> ACTIVITY:
For each line of the data below, copy it if it holds the word "between".

[Opening THE INPUT section]

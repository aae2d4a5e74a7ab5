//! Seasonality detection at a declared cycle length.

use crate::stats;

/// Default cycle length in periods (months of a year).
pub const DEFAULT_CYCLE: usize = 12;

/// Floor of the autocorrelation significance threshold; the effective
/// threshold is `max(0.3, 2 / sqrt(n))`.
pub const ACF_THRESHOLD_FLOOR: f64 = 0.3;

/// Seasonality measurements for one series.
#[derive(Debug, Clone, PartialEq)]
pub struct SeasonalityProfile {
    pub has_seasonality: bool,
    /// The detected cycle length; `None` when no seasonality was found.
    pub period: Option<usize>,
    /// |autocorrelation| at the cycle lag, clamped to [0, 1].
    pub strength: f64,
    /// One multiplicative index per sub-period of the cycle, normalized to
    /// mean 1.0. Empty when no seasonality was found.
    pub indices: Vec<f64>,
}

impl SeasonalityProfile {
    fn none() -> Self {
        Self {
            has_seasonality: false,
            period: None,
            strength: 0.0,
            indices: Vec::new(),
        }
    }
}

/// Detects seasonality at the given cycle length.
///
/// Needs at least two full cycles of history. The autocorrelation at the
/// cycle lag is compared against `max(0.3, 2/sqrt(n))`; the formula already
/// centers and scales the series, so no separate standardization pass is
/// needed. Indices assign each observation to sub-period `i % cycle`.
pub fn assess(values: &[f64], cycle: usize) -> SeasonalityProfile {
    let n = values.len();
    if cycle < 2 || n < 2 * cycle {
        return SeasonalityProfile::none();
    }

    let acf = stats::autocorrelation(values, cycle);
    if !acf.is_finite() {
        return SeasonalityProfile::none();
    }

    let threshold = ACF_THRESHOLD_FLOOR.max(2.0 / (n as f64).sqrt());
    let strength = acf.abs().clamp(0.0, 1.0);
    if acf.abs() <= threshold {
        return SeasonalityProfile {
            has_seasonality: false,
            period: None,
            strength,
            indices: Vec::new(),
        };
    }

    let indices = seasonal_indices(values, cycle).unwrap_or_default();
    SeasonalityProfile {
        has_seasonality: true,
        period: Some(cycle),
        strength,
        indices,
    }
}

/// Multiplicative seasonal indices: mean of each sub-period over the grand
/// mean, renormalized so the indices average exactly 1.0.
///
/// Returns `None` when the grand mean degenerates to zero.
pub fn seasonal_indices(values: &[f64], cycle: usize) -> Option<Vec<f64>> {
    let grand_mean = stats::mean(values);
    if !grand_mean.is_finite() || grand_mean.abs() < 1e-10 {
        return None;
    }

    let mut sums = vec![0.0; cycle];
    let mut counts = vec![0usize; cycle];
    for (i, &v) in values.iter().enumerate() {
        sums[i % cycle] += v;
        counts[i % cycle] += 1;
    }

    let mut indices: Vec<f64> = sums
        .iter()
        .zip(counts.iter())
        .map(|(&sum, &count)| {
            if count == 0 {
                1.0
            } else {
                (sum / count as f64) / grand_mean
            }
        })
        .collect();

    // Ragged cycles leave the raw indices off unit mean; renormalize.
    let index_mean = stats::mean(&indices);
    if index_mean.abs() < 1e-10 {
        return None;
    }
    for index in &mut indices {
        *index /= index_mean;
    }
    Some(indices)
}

[Closing THE INPUT section]
[Opening THE INPUT section]

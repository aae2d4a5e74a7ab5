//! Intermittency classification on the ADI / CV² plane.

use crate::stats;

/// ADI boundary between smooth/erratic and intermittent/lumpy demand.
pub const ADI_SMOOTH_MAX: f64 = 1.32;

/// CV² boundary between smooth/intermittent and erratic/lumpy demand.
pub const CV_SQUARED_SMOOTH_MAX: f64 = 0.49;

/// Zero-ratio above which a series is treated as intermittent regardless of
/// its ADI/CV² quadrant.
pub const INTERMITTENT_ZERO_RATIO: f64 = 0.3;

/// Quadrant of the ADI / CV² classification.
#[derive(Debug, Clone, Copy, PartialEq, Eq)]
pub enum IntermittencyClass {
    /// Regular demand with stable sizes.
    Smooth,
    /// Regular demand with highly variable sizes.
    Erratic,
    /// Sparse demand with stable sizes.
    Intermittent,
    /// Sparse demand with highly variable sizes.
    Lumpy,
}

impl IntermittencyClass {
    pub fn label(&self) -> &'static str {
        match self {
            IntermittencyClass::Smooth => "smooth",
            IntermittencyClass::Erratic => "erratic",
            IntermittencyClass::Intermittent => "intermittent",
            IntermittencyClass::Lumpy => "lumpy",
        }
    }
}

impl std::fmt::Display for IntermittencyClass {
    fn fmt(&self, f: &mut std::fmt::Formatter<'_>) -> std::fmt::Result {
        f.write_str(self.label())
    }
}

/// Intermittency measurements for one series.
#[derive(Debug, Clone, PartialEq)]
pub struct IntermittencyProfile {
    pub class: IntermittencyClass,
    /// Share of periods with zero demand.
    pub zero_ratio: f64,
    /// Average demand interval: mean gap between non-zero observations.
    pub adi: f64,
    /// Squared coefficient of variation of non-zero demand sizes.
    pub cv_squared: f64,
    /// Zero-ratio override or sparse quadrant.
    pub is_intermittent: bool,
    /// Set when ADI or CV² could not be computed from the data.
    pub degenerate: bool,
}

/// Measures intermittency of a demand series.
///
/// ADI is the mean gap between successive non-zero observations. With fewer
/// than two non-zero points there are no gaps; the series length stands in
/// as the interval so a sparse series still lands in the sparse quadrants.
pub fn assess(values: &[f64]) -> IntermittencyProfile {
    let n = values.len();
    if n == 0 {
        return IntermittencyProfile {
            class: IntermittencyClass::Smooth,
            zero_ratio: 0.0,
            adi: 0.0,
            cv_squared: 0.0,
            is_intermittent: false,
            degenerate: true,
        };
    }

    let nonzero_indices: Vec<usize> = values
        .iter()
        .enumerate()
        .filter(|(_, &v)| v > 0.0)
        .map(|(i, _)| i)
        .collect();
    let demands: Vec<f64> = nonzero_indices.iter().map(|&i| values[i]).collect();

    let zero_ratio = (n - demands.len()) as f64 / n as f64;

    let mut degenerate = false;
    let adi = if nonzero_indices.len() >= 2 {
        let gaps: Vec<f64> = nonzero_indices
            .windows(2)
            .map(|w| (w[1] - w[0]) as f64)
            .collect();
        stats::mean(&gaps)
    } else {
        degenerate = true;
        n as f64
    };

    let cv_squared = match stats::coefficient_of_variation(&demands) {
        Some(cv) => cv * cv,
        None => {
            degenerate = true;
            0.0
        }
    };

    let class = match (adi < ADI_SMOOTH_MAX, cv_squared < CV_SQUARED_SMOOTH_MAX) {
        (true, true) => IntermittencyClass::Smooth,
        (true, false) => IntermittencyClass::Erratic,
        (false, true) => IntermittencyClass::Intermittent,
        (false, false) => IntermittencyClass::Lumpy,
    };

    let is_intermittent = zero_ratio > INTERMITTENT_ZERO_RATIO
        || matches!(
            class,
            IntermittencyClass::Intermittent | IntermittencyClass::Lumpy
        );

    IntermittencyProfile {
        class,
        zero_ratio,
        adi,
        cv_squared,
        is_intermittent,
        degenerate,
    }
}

[Closing THE INPUT section]

> THE COMPLETED TASK:
/// ADI boundary between smooth/erratic and intermittent/lumpy demand.
/// CV² boundary between smooth/intermittent and erratic/lumpy demand.
    /// Average demand interval: mean gap between non-zero observations.
/// ADI is the mean gap between successive non-zero observations. With fewer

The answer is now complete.